UQFF (Universal Quantized File Format) stores pre-quantized weights and loads directly without runtime conversion.

Using a UQFF model

mistralrs run -m <repo> --from-uqff q4k-0.uqff

-m <repo> is required for tokenizer/base resolution. --from-uqff accepts a numeric shorthand (2, 3, 4, 5, 6, 8) or an ISQ (in-situ quantization) type name (q4k, afq8, etc.) in place of a filename.

For locally-stored UQFF files, -m can be the local directory and --from-uqff the filename.

from_uqff on Which takes the shard filename (or a list of shard filenames):

from mistralrs import Runner, Which

runner = Runner(
    which=Which.Plain(
        model_id="<repo>",
        from_uqff="q4k-0.uqff",
    ),
)

UqffTextModelBuilder takes the base repo and the first shard:

use mistralrs::UqffTextModelBuilder;

let model = UqffTextModelBuilder::new("<repo>", vec!["q4k-0.uqff".into()])
    .build()
    .await?;

For sharded UQFFs, pass the first shard's filename. Shards share a common prefix and end in -0, -1, ... (e.g. q4k-0.uqff, q4k-1.uqff); discovery matches the trailing numeric suffix.

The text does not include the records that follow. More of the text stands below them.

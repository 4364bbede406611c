//! The execution stream: a first-class, ordered, asynchronous operation
//! queue. Every engine method only *enqueues* work here; a backend task
//! drains the queue and executes ops strictly in enqueue order, which is
//! what makes a fixed sequence of dependent kernel launches safe without
//! per-step synchronization.

use std::{
    any::TypeId,
    sync::{
        Arc,
        atomic::{AtomicBool, Ordering},
    },
};

use rustc_hash::FxHashMap as HashMap;
use thiserror::Error;

use crate::kernel::KernelOp;

pub mod cpu;

pub use cpu::CpuBuilder;

#[derive(Debug, Error)]
pub enum StreamError {
    #[error("execution stream is closed")]
    Closed,
    #[error("matrix {0} is not resident on the device")]
    Matrix(usize),
}

#[derive(Debug, Default, Clone, Copy, PartialEq, Eq, Hash)]
pub struct StreamId;

/// Events a stream's backend task serves, strictly in receive order.
pub enum StreamEvent {
    /// Execute one kernel op after everything enqueued before it.
    Launch(Box<dyn KernelOp>),
    /// Read a matrix's contents back to the host.
    Back {
        id: usize,
        sender: flume::Sender<Result<Box<[f32]>, StreamError>>,
    },
    /// Rendezvous once every event enqueued before it has been served.
    Sync { sender: flume::Sender<()> },
    /// Release a matrix's device storage.
    Release(usize),
}

/// Storage and dispatch surface a backend offers to its kernel executors.
pub trait Backend {
    type Buffer;

    /// Execute a single op, dispatching through the registered vtable.
    fn execute(&mut self, op: &dyn KernelOp);

    /// Allocate zero-filled storage for `count` elements under `id`.
    fn alloc(&mut self, id: usize, count: usize) -> Self::Buffer;

    fn fetch(&self, id: usize) -> Option<Self::Buffer>;

    fn free(&mut self, id: usize);
}

/// Executors a backend is able to run, keyed by the op's concrete type.
pub type OpVTable<B> = HashMap<TypeId, fn(&mut B, &dyn KernelOp)>;

/// Handle to one ordered asynchronous execution queue.
///
/// Cloning the handle shares the queue; all clones enqueue onto the same
/// backend task. The backend drains whatever is still pending when the last
/// handle drops, then exits.
#[derive(Debug, Clone)]
pub struct Stream {
    /// The unique identifier of the stream.
    id: uid::Id<StreamId>,
    /// Sends events to serve to the backend.
    sender: flume::Sender<StreamEvent>,
    /// Raised by finite checks executed on the backend.
    fault: Arc<AtomicBool>,
}

impl Stream {
    pub(crate) fn new(sender: flume::Sender<StreamEvent>, fault: Arc<AtomicBool>) -> Self {
        let id = uid::Id::new();
        Self { id, sender, fault }
    }

    #[inline]
    pub fn id(&self) -> uid::Id<StreamId> {
        self.id
    }

    /// Enqueue a kernel op. Non-blocking; execution is asynchronous.
    #[inline]
    pub fn launch(&self, op: impl KernelOp) {
        _ = self.sender.send(StreamEvent::Launch(Box::new(op)));
    }

    #[inline]
    pub(crate) fn send(&self, event: StreamEvent) {
        _ = self.sender.send(event);
    }

    /// Wait until every op enqueued so far has executed.
    pub async fn sync(&self) -> Result<(), StreamError> {
        let (sender, receiver) = flume::bounded(0);
        self.send(StreamEvent::Sync { sender });
        receiver.recv_async().await.map_err(|_| StreamError::Closed)
    }

    /// Whether a finite check has tripped on this stream.
    #[inline]
    pub fn faulted(&self) -> bool {
        self.fault.load(Ordering::Relaxed)
    }
}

UQFF models work under tensor parallelism: each rank loads only its slice of the quantized weights.

Full example: Rust, multimodal.

Producing a UQFF

The quantize subcommand converts an unquantized model to UQFF:

mistralrs quantize \
  -m google/gemma-4-E4B-it \
  --isq q4k \
  -o gemma-q4k.uqff

A one-time operation. The result loads directly afterward.

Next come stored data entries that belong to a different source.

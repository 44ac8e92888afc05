use std::{sync::Arc, time::Duration};

use migration::{Migrator, MigratorTrait};
use settings::Database;

mod settings;

#[tokio::main]
async fn main() -> Result<(), Box<dyn std::error::Error + Send + Sync>> {
    let settings = settings::Settings::new()?;
    let mut tasks = tokio::task::JoinSet::new();

    tracing_subscriber::fmt()
        .with_env_filter(format!(
            "murale={level},server={level},engine={level}",
            level = settings.app.level
        ))
        .init();

    if let Some(server) = settings.server {
        let mail = settings.mail;
        let registration = settings.registration;
        tasks.spawn(async move {
            tracing::info!("Found server settings...");
            let db = match parse_database(&server.database).await {
                Ok(db) => db,
                Err(err) => {
                    tracing::error!("failed to initialize database: {err}");
                    return;
                }
            };

            let mut builder = engine::Engine::builder().database(db.clone());
            match &mail {
                Some(mail) => {
                    let config = engine::MailConfig {
                        smtp_host: mail.smtp_host.clone(),
                        smtp_port: mail.smtp_port,
                        smtp_username: mail.smtp_username.clone(),
                        smtp_password: mail.smtp_password.clone(),
                        from_address: mail.from_address.clone(),
                    };
                    let mailer = match engine::SmtpMailer::new(&config) {
                        Ok(mailer) => mailer,
                        Err(err) => {
                            tracing::error!("failed to initialize SMTP mailer: {err}");
                            return;
                        }
                    };
                    builder = builder.mailer(Arc::new(mailer));
                    if let Some(secs) = mail.timeout_secs {
                        builder = builder.mail_timeout(Duration::from_secs(secs));
                    }
                }
                None => {
                    tracing::info!("No mail settings found, verification codes are logged only");
                }
            }
            if let Some(registration) = &registration
                && let Some(minutes) = registration.code_ttl_minutes
            {
                builder = builder.code_ttl(Some(Duration::from_secs(minutes * 60)));
            }

            let engine = match builder.build().await {
                Ok(engine) => engine,
                Err(err) => {
                    tracing::error!("failed to build engine from database: {err}");
                    return;
                }
            };

            let bind = server.bind.unwrap_or_else(|| "127.0.0.1".to_string());
            let addr = format!("{}:{}", bind, server.port);
            let listener = match tokio::net::TcpListener::bind(addr).await {
                Ok(listener) => listener,
                Err(err) => {
                    tracing::error!("failed to bind server listener: {err}");
                    return;
                }
            };
            if let Err(err) = server::run_with_listener(engine, db, listener).await {
                tracing::error!("server failed: {err}");
            }
        });
    }

    while tasks.join_next().await.is_some() {
        tasks.shutdown().await;
    }

    Ok(())
}

async fn parse_database(
    config: &settings::Database,
) -> Result<sea_orm::DatabaseConnection, Box<dyn std::error::Error + Send + Sync>> {
    let url = match config {
        Database::Memory => String::from("sqlite::memory"),
        Database::Sqlite(path) => format!("sqlite:{}?mode=rwc", path),
    };

    let database = sea_orm::Database::connect(url).await?;
    Migrator::up(&database, None).await?;
    Ok(database)
}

--isq can be repeated or comma-separated to produce multiple variants in one run; pass a directory as -o in that case. Numeric shorthands expand to all platform variants (--isq 4 writes both afq4.uqff and q4k.uqff).

When write_uqff is used from the Rust or Python SDK and the session keeps serving, the in-memory model runs as the first requested type.

A topology can pin specific layers to a different type (e.g. keep lm_head at q8_0 in an otherwise Q4K file); pins are preserved in every output variant.

Sensitive token embeddings and output heads follow the higher-precision defaults in the quantization type reference. For example, AFQ4 uses AFQ6 for those tensors, Q4K uses Q6K, and Q6K uses Q8_0. The filename still names the default model type, and uqff_report.json records the effective type for each tensor. Explicit topology pins take precedence. The active model loader declares the exact tensors covered by this policy; similarly named tensors in vision, audio, or auxiliary subtrees are not promoted implicitly.

In directory mode a README model card is generated unless --no-readme is passed; --uqff-base-model and --uqff-repo-id fill in its fields without the interactive prompt.

quantize also writes uqff_report.json beside the UQFF files. The report is informational: loaders ignore it, but it records the generated variants, shard names, stored layer formats, producer version, and any fallback layers. Existing UQFF repos do not need to be regenerated. Instead, you can backfill a report by scanning the artifacts:

mistralrs uqff report -m gemma4_26b_a4b/ \
  --write \
  --base-model google/gemma-4-26B-A4B-it \
  --repo-id mistralrs-community/gemma-4-26B-A4B-it

For Hugging Face repos, use the same model-id form and select a group with --quant when desired:

mistralrs uqff report -m mistralrs-community/gemma-4-26B-A4B-it --quant afq3 --json

The uqff report, uqff verify, and uqff inspect commands are metadata-only. For local paths or already cached Hugging Face artifacts they seek-read only the needed byte ranges. For remote Hugging Face repos they use HTTP byte-range requests for safetensors headers and small UQFF metadata tensors, so they do not download the full model weights.

Before publishing, validate the structure:

mistralrs uqff verify -m gemma4_26b_a4b/

To browse tensors interactively:

mistralrs uqff inspect -m mistralrs-community/gemma-4-26B-A4B-it --quant afq3

K-quant output quality can be improved with an importance matrix: pass --imatrix <file> (llama.cpp .imatrix files work directly) or --calibration-file <path> to quantize. See imatrix background.

All quantize flags: CLI reference.

Format details

Layout and versioning: UQFF format reference.